» **WORK TO COMPLETE**: Which lines below contain the word "StateOptions"? Copy each of them.

» **INFORMATION SHOWN**:
++++++++++++++++++++

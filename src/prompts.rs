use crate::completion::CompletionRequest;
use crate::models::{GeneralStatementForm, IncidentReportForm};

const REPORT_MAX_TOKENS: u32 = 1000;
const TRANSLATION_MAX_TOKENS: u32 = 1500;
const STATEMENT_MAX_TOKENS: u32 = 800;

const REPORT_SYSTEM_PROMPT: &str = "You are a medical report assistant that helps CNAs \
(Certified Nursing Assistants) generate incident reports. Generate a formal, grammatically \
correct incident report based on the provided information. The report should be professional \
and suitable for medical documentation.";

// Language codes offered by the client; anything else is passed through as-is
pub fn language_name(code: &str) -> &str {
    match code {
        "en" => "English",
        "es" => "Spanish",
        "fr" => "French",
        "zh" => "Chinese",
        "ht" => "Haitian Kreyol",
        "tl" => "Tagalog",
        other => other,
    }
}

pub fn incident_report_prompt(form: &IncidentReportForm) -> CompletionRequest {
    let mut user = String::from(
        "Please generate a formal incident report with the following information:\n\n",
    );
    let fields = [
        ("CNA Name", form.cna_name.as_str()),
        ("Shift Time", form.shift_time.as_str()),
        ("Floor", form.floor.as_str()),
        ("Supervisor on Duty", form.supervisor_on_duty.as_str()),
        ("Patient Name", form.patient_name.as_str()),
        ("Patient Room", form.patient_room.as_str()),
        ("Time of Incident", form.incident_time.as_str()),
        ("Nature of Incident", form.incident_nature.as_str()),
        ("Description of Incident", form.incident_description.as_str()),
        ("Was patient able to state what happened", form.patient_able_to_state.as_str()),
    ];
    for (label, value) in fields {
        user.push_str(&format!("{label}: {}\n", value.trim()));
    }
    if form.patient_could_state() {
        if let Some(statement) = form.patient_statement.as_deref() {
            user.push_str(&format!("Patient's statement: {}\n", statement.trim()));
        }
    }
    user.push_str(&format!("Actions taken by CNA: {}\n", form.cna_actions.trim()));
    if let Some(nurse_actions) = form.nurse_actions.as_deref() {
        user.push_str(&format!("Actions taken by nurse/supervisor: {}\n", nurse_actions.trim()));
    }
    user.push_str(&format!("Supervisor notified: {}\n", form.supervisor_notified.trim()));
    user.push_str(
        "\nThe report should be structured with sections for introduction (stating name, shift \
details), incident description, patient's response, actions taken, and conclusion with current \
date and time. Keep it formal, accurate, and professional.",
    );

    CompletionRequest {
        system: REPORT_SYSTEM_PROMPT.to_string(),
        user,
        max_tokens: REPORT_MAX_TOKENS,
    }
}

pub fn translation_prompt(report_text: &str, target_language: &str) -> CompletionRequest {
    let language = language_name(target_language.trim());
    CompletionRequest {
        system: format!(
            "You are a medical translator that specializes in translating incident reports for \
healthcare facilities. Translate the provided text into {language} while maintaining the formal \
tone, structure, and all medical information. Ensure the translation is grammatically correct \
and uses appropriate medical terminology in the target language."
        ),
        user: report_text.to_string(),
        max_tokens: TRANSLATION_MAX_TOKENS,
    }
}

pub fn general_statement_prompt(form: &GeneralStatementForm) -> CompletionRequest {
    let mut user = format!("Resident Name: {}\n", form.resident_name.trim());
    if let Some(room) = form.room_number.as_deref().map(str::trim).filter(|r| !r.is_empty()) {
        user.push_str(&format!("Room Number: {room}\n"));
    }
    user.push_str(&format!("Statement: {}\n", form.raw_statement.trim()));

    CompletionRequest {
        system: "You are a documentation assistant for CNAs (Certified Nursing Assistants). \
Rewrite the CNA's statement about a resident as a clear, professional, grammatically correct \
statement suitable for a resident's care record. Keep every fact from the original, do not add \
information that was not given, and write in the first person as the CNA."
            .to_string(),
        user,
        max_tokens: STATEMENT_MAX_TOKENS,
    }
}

++++++++++++++++++++

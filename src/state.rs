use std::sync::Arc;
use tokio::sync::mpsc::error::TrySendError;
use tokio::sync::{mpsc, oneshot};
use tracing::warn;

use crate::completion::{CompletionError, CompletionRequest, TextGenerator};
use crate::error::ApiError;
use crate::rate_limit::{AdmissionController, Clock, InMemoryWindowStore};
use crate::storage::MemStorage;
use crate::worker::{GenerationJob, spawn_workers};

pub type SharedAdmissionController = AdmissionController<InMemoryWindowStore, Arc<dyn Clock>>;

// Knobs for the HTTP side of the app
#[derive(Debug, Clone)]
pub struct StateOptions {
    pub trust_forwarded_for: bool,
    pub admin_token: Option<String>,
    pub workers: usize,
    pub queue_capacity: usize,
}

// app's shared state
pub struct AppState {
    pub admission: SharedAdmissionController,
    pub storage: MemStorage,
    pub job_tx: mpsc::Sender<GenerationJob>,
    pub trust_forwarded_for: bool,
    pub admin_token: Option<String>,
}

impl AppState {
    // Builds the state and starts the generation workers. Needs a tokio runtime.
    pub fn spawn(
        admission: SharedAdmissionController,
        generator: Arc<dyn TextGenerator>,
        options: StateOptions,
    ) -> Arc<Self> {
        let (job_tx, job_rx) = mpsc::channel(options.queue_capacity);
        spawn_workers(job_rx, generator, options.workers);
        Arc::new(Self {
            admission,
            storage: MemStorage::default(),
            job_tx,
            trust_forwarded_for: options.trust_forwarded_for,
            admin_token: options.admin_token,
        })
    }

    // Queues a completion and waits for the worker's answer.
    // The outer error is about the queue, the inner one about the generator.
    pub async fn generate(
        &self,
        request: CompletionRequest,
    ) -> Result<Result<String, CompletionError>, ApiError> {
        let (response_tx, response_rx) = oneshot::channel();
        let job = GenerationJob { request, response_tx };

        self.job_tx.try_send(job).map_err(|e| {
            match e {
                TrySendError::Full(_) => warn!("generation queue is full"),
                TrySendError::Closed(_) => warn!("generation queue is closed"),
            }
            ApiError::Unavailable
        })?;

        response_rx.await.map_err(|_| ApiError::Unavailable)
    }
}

++++++++++++++++++++

» **ANSWER SPACE**:
pub struct StateOptions {
        options: StateOptions,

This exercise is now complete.